Within the material below, locate the line with "Deployment uses the" and the line with "impl PushNotifier for NoopNotifier", then return those two lines and all lines between them, exactly as written.
[SOURCE MATERIAL]
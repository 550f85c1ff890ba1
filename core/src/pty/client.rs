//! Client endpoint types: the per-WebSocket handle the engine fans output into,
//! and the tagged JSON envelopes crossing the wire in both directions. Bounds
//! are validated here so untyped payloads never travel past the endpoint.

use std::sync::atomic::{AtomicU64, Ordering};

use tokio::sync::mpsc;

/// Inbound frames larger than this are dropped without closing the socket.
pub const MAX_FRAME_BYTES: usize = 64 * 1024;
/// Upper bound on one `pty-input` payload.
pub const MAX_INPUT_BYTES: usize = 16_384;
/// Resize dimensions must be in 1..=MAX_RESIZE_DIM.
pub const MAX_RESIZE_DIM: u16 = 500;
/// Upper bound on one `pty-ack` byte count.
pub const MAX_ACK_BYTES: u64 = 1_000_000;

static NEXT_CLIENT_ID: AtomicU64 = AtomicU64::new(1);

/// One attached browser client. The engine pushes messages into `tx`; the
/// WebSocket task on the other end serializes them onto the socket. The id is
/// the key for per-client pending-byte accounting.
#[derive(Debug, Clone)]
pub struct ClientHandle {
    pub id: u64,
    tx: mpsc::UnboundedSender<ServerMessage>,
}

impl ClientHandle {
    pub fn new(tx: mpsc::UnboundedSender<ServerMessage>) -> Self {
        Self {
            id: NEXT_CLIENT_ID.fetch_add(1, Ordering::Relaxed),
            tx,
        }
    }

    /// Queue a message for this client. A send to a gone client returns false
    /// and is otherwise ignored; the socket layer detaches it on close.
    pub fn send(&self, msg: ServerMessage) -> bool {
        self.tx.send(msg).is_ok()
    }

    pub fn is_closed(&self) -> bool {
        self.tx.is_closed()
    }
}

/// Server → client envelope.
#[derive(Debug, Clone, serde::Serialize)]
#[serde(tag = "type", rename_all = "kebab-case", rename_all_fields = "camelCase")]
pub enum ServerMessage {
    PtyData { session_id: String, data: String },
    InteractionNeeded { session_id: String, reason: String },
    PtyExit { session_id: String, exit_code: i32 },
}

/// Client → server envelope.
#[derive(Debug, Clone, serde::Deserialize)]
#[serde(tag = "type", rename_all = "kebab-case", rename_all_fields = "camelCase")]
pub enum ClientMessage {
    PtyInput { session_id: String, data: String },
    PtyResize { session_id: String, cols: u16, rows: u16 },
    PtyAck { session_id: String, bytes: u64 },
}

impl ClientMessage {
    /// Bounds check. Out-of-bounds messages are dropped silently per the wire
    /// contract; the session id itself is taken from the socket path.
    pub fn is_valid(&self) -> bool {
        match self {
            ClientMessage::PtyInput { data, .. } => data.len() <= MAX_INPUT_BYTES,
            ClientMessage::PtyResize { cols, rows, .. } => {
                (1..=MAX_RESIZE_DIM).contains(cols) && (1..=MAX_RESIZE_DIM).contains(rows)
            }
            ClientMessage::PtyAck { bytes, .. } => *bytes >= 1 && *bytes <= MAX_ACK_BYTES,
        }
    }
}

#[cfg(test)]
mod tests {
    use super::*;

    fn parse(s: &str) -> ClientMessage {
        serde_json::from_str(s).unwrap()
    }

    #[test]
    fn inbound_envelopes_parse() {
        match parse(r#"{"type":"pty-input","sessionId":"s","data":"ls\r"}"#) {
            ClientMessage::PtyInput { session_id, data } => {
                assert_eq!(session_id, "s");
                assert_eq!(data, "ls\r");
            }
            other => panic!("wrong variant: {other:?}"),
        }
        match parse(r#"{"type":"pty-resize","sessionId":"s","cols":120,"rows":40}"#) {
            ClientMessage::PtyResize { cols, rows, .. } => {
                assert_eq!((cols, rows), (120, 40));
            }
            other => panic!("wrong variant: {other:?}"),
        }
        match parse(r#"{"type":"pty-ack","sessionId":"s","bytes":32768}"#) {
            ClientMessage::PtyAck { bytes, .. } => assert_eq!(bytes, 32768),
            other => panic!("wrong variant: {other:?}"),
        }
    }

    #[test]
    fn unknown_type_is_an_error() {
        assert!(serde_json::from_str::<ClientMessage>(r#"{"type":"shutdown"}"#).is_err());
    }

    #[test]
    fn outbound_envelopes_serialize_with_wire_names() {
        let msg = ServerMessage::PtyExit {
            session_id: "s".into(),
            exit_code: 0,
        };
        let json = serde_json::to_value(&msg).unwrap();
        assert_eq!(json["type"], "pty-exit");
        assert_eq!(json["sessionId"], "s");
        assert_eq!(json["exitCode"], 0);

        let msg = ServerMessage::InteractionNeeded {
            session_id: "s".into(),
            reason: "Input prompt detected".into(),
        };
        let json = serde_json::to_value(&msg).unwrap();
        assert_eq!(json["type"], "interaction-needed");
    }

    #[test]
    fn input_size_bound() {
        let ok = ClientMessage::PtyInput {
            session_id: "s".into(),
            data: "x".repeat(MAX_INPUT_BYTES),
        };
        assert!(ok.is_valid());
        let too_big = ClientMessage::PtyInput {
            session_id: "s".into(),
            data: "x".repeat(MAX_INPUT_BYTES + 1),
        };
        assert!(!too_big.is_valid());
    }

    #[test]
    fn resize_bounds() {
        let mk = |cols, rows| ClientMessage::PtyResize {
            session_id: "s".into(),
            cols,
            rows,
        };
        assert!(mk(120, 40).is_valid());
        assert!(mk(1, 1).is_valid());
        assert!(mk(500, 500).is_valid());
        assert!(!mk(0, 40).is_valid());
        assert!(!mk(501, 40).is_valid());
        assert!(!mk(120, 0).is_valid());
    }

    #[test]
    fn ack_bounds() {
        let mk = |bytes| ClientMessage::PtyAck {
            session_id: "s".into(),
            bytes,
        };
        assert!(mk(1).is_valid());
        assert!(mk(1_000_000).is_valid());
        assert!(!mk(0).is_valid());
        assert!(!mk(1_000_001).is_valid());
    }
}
[/SOURCE MATERIAL]
[SOURCE MATERIAL]
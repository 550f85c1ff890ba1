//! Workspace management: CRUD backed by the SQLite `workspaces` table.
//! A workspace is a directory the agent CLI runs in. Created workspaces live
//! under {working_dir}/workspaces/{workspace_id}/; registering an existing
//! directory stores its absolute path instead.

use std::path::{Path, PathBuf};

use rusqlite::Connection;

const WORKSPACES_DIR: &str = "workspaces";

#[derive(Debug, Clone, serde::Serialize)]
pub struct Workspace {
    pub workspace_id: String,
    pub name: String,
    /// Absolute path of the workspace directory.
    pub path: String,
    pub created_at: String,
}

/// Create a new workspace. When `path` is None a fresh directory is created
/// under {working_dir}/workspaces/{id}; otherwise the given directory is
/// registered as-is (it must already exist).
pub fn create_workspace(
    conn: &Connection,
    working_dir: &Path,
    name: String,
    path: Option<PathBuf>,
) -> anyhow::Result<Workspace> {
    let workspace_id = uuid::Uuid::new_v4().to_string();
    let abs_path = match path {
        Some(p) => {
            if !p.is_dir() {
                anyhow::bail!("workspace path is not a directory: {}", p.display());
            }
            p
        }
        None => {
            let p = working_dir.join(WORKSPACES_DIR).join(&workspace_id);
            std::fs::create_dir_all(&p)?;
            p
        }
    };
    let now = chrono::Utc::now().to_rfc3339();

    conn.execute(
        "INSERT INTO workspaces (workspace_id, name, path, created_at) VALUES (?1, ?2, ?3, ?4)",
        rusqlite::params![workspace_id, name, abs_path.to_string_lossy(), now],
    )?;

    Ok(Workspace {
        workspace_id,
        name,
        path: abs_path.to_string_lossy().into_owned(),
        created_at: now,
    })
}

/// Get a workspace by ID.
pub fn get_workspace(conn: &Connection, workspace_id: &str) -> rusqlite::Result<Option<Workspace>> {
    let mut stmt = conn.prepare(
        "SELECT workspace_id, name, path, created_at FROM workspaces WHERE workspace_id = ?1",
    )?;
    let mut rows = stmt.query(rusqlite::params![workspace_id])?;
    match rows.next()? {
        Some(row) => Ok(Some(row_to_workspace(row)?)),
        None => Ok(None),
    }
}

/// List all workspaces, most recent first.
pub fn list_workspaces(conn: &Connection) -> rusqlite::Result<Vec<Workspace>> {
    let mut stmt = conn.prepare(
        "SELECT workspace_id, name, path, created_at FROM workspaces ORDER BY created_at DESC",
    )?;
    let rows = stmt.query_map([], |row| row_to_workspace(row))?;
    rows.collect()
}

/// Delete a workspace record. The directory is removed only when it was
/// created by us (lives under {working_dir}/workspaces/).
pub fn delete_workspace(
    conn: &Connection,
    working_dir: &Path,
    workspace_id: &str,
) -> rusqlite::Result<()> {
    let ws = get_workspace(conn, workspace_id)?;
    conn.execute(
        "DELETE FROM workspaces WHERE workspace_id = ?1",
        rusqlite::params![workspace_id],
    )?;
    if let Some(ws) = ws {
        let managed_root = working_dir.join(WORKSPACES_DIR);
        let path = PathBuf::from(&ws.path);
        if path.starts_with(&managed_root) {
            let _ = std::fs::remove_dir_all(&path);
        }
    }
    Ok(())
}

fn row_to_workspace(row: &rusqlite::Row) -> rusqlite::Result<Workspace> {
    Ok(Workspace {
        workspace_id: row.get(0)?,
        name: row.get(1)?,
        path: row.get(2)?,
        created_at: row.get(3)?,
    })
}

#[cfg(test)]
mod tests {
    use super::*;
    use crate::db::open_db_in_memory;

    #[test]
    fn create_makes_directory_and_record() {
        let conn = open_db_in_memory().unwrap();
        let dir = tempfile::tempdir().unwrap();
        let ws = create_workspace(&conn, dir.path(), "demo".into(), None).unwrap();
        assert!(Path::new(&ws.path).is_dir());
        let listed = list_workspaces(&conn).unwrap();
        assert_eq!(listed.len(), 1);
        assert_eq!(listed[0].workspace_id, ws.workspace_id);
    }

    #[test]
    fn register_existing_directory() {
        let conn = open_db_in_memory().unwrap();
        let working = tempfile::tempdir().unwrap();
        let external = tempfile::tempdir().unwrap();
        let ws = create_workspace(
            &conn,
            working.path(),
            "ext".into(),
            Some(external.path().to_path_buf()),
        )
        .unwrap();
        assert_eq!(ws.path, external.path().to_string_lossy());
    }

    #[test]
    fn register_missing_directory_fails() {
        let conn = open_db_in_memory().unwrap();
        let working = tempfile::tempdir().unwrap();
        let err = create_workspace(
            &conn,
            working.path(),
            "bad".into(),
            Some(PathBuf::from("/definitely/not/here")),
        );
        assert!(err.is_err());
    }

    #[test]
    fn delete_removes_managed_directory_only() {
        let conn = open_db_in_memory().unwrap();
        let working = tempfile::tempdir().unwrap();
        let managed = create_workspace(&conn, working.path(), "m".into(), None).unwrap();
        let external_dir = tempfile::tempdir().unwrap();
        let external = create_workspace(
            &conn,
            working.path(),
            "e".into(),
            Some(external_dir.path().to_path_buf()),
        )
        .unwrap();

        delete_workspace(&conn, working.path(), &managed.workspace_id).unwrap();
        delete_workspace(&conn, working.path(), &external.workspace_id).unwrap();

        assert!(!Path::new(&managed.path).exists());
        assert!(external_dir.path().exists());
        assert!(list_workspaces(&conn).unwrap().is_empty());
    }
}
[/SOURCE MATERIAL]
[SOURCE MATERIAL]
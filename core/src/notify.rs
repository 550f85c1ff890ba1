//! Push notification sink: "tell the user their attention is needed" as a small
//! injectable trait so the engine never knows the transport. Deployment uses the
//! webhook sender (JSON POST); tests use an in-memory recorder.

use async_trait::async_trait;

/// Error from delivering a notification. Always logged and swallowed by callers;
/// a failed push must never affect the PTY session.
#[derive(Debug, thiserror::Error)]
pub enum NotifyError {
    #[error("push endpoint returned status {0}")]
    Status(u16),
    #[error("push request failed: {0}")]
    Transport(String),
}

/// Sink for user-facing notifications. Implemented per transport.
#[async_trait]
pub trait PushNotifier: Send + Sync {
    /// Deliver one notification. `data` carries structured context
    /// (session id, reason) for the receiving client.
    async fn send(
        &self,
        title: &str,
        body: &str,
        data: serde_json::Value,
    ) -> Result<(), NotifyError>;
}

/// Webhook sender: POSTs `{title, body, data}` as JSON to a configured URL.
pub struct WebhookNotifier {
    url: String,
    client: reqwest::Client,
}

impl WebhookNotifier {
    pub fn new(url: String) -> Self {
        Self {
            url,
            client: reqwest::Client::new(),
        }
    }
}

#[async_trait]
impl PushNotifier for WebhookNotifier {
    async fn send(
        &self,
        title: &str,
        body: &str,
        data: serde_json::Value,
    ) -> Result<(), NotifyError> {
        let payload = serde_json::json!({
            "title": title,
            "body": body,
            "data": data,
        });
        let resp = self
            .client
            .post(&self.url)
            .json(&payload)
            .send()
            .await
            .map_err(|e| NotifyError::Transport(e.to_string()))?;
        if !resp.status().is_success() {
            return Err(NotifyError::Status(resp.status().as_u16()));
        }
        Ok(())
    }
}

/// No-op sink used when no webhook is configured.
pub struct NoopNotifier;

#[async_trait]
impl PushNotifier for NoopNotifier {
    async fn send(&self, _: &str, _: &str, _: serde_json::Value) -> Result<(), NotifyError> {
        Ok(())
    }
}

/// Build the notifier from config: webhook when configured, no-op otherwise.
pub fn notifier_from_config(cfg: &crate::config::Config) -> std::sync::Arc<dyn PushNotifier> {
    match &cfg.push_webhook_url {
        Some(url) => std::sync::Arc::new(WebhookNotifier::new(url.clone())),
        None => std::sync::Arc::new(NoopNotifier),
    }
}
[/SOURCE MATERIAL]
ANSWER TO THIS EXERCISE ▸
//! injectable trait so the engine never knows the transport. Deployment uses the
//! webhook sender (JSON POST); tests use an in-memory recorder.

use async_trait::async_trait;

/// Error from delivering a notification. Always logged and swallowed by callers;
/// a failed push must never affect the PTY session.
#[derive(Debug, thiserror::Error)]
pub enum NotifyError {
    #[error("push endpoint returned status {0}")]
    Status(u16),
    #[error("push request failed: {0}")]
    Transport(String),
}

/// Sink for user-facing notifications. Implemented per transport.
#[async_trait]
pub trait PushNotifier: Send + Sync {
    /// Deliver one notification. `data` carries structured context
    /// (session id, reason) for the receiving client.
    async fn send(
        &self,
        title: &str,
        body: &str,
        data: serde_json::Value,
    ) -> Result<(), NotifyError>;
}

/// Webhook sender: POSTs `{title, body, data}` as JSON to a configured URL.
pub struct WebhookNotifier {
    url: String,
    client: reqwest::Client,
}

impl WebhookNotifier {
    pub fn new(url: String) -> Self {
        Self {
            url,
            client: reqwest::Client::new(),
        }
    }
}

#[async_trait]
impl PushNotifier for WebhookNotifier {
    async fn send(
        &self,
        title: &str,
        body: &str,
        data: serde_json::Value,
    ) -> Result<(), NotifyError> {
        let payload = serde_json::json!({
            "title": title,
            "body": body,
            "data": data,
        });
        let resp = self
            .client
            .post(&self.url)
            .json(&payload)
            .send()
            .await
            .map_err(|e| NotifyError::Transport(e.to_string()))?;
        if !resp.status().is_success() {
            return Err(NotifyError::Status(resp.status().as_u16()));
        }
        Ok(())
    }
}

/// No-op sink used when no webhook is configured.
pub struct NoopNotifier;

#[async_trait]
impl PushNotifier for NoopNotifier {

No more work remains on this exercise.